We will try to figure this out.

So the way to go is:
OutputStream->FrameConsumer->iFrame->ImageNativeImage->NvBuffer->v4l2buffer->EGLImageKHR->CudaArray

Is this correct?
Is this the most efficient way to push an image from libargus to cuda?
Where in the pipeline will the data get copied?
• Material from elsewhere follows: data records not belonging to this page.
//! Texture transfers and bindless table growth

mod common;

use ash::vk;
use gpu_engine::core::ContextConfig;
use gpu_engine::render::api::{
    ComputePipelineDesc, ComputePipelineHandle, Dimensions, Format, SamplerDesc, ShaderModuleDesc,
    StorageType, TextureDesc, TextureRangeDesc, TextureUsage,
};
use gpu_engine::{Context, ResultCode};

#[test]
fn test_texture_upload_download_round_trip() {
    let Some(mut ctx) = common::context(ContextConfig::default()) else { return };

    let pixels = common::pattern(16 * 16 * 4, 5);
    let desc = TextureDesc::new_2d(Format::Rgba8Unorm, 16, 16, TextureUsage::SAMPLED)
        .with_data(&pixels, 1)
        .with_debug_name("round trip");
    let texture = ctx.create_texture(&desc).unwrap();

    let mut out = vec![0u8; pixels.len()];
    let range = TextureRangeDesc::new(Dimensions::new_2d(16, 16));
    ctx.download_texture(texture.handle(), &range, &mut out).unwrap();
    assert_eq!(out, pixels);

    // Overwrite a 4x4 block and check the texels around it survive
    let block = [0xFFu8; 4 * 4 * 4];
    let region = TextureRangeDesc::new(Dimensions::new_2d(4, 4)).with_offset(4, 8, 0);
    ctx.upload_texture(texture.handle(), &region, &block).unwrap();
    ctx.download_texture(texture.handle(), &range, &mut out).unwrap();

    for y in 0..16usize {
        for x in 0..16usize {
            let at = (y * 16 + x) * 4;
            let inside = (4..8).contains(&x) && (8..12).contains(&y);
            let expected = if inside { &block[..4] } else { &pixels[at..at + 4] };
            assert_eq!(&out[at..at + 4], expected, "texel ({x}, {y})");
        }
    }
}

#[test]
fn test_mip_chain_upload() {
    let Some(mut ctx) = common::context(ContextConfig::default()) else { return };

    // Mip i of a 16x16 texture is filled with i + 1
    let mut data = Vec::new();
    for mip in 0..5u32 {
        let side = (16 >> mip) as usize;
        data.extend(std::iter::repeat(mip as u8 + 1).take(side * side * 4));
    }
    let desc = TextureDesc::new_2d(Format::Rgba8Unorm, 16, 16, TextureUsage::SAMPLED)
        .with_mip_levels(5)
        .with_data(&data, 5);
    let texture = ctx.create_texture(&desc).unwrap();

    let mut out = vec![0u8; 4 * 4 * 4];
    let range = TextureRangeDesc::new(Dimensions::new_2d(4, 4)).with_mip_levels(2, 1);
    ctx.download_texture(texture.handle(), &range, &mut out).unwrap();
    assert!(out.iter().all(|&b| b == 3));
}

#[test]
fn test_texture_argument_errors() {
    let Some(mut ctx) = common::context(ContextConfig::default()) else { return };

    let desc =
        TextureDesc::new_2d(Format::Rgba8Unorm, 8, 8, TextureUsage::SAMPLED).with_mip_levels(5);
    assert_eq!(ctx.create_texture(&desc).unwrap_err().code(), ResultCode::ArgumentOutOfRange);

    let desc = TextureDesc::new_2d(Format::Rgba8Unorm, 8, 8, TextureUsage::SAMPLED)
        .with_storage(StorageType::Memoryless);
    assert_eq!(ctx.create_texture(&desc).unwrap_err().code(), ResultCode::ArgumentInvalid);

    let texture = ctx
        .create_texture(&TextureDesc::new_2d(Format::Rgba8Unorm, 8, 8, TextureUsage::SAMPLED))
        .unwrap();

    // Region past the edge of mip 0
    let range = TextureRangeDesc::new(Dimensions::new_2d(8, 8)).with_offset(4, 0, 0);
    let err = ctx.upload_texture(texture.handle(), &range, &[0; 256]).unwrap_err();
    assert_eq!(err.code(), ResultCode::ArgumentOutOfRange);

    // Too little data for the region
    let range = TextureRangeDesc::new(Dimensions::new_2d(8, 8));
    let err = ctx.upload_texture(texture.handle(), &range, &[0; 16]).unwrap_err();
    assert_eq!(err.code(), ResultCode::ArgumentOutOfRange);
}

#[test]
fn test_depth_format_falls_back() {
    let Some(mut ctx) = common::context(ContextConfig::default()) else { return };

    let desc = TextureDesc::new_2d(Format::Z24UnormS8Uint, 32, 32, TextureUsage::ATTACHMENT);
    let depth = ctx.create_texture(&desc).unwrap();
    let format = ctx.format(depth.handle()).unwrap();
    assert!(format.is_depth_or_stencil());
    assert_eq!(ctx.dimensions(depth.handle()), Some(Dimensions::new_2d(32, 32)));
}

fn dispatch(ctx: &mut Context, pipeline: ComputePipelineHandle) {
    let cmd = ctx.acquire_command_buffer().unwrap();
    ctx.cmd_bind_compute_pipeline(&cmd, pipeline).unwrap();
    ctx.cmd_push_constants(&cmd, 0, &[1u32, 2, 3, 4]);
    ctx.cmd_dispatch(&cmd, 1, 1, 1);
    let handle = ctx.submit(cmd, None).unwrap();
    ctx.wait(handle).unwrap();
}

#[test]
fn test_descriptor_growth_keeps_handles_valid() {
    let config = ContextConfig::new().with_initial_bindless_capacity(16, 16);
    let Some(mut ctx) = common::context(config) else { return };

    let spirv = common::noop_compute_spirv();
    let shader_desc =
        ShaderModuleDesc::new(vk::ShaderStageFlags::COMPUTE, &spirv).with_debug_name("noop");
    let shader = ctx.create_shader_module(&shader_desc).unwrap();
    let pipeline = ctx
        .create_compute_pipeline(&ComputePipelineDesc::new(shader.handle()).with_debug_name("noop"))
        .unwrap();
    let sampler = ctx.create_sampler(&SamplerDesc::default()).unwrap();

    dispatch(&mut ctx, pipeline.handle());
    assert_eq!(ctx.num_descriptor_grows(), 0);
    assert_eq!(ctx.bindless_capacity(), (16, 16));

    let desc = TextureDesc::new_2d(
        Format::Rgba8Unorm,
        4,
        4,
        TextureUsage::SAMPLED | TextureUsage::STORAGE,
    );
    let mut textures: Vec<_> = (0..20).map(|_| ctx.create_texture(&desc).unwrap()).collect();
    dispatch(&mut ctx, pipeline.handle());
    assert_eq!(ctx.num_descriptor_grows(), 1);
    assert_eq!(ctx.bindless_capacity(), (32, 16));

    textures.extend((0..20).map(|_| ctx.create_texture(&desc).unwrap()));
    dispatch(&mut ctx, pipeline.handle());
    assert_eq!(ctx.num_descriptor_grows(), 2);
    assert_eq!(ctx.bindless_capacity(), (64, 16));

    for texture in &textures {
        assert_eq!(ctx.dimensions(texture.handle()), Some(Dimensions::new_2d(4, 4)));
        assert_eq!(ctx.bindless_index(texture.handle()), texture.handle().index());
    }
    assert_ne!(ctx.sampler_index(sampler.handle()), 0);

    // Freed slots are reused, so the table does not grow again
    let stale = textures[39].handle();
    textures.truncate(30);
    ctx.process_releases();
    assert_eq!(ctx.bindless_index(stale), 0);
    textures.extend((0..10).map(|_| ctx.create_texture(&desc).unwrap()));
    dispatch(&mut ctx, pipeline.handle());
    assert_eq!(ctx.num_descriptor_grows(), 2);
}

#[test]
fn test_dropped_texture_slot_reused_without_submit() {
    let Some(mut ctx) = common::context(ContextConfig::default()) else { return };

    let pixels = common::pattern(4 * 4 * 4, 2);
    let desc =
        TextureDesc::new_2d(Format::Rgba8Unorm, 4, 4, TextureUsage::SAMPLED).with_data(&pixels, 1);
    let first = ctx.create_texture(&desc).unwrap().handle();
    let (_, textures_before, _) = ctx.num_objects();

    // Each holder is dropped right away and nothing goes through `submit`
    for _ in 0..8 {
        let texture = ctx.create_texture(&desc).unwrap();
        assert_eq!(texture.handle().index(), first.index());
        assert_ne!(texture.handle(), first);
    }
    ctx.process_releases();

    assert_eq!(ctx.num_objects().1, textures_before - 1);
    assert_eq!(ctx.num_descriptor_grows(), 0);
}

#[test]
fn test_mips_without_data_are_initialized() {
    let Some(mut ctx) = common::validated_context() else { return };

    let pixels = common::pattern(8 * 8 * 4, 4);
    let desc = TextureDesc::new_2d(Format::Rgba8Unorm, 8, 8, TextureUsage::SAMPLED)
        .with_mip_levels(4)
        .with_data(&pixels, 1)
        .with_debug_name("mip 0 only");
    let texture = ctx.create_texture(&desc).unwrap();

    let mut out = vec![0u8; pixels.len()];
    ctx.download_texture(
        texture.handle(),
        &TextureRangeDesc::new(Dimensions::new_2d(8, 8)),
        &mut out,
    )
        .unwrap();
    assert_eq!(out, pixels);

    // Contents are undefined, but the layout the barrier leaves from must match
    let mut mip = vec![0u8; 2 * 2 * 4];
    let range = TextureRangeDesc::new(Dimensions::new_2d(2, 2)).with_mip_levels(2, 1);
    ctx.download_texture(texture.handle(), &range, &mut mip).unwrap();
    ctx.wait_all().unwrap();
}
I am asking because I wanted to use libargus to decrease the number of data copies.

Hi,

Thanks for your feedback.
My previous response may cause some confusion.
It doesn’t need to translate camera source into v4l2buffer to make it cuds-accessible. Key point is to register camera source with egl.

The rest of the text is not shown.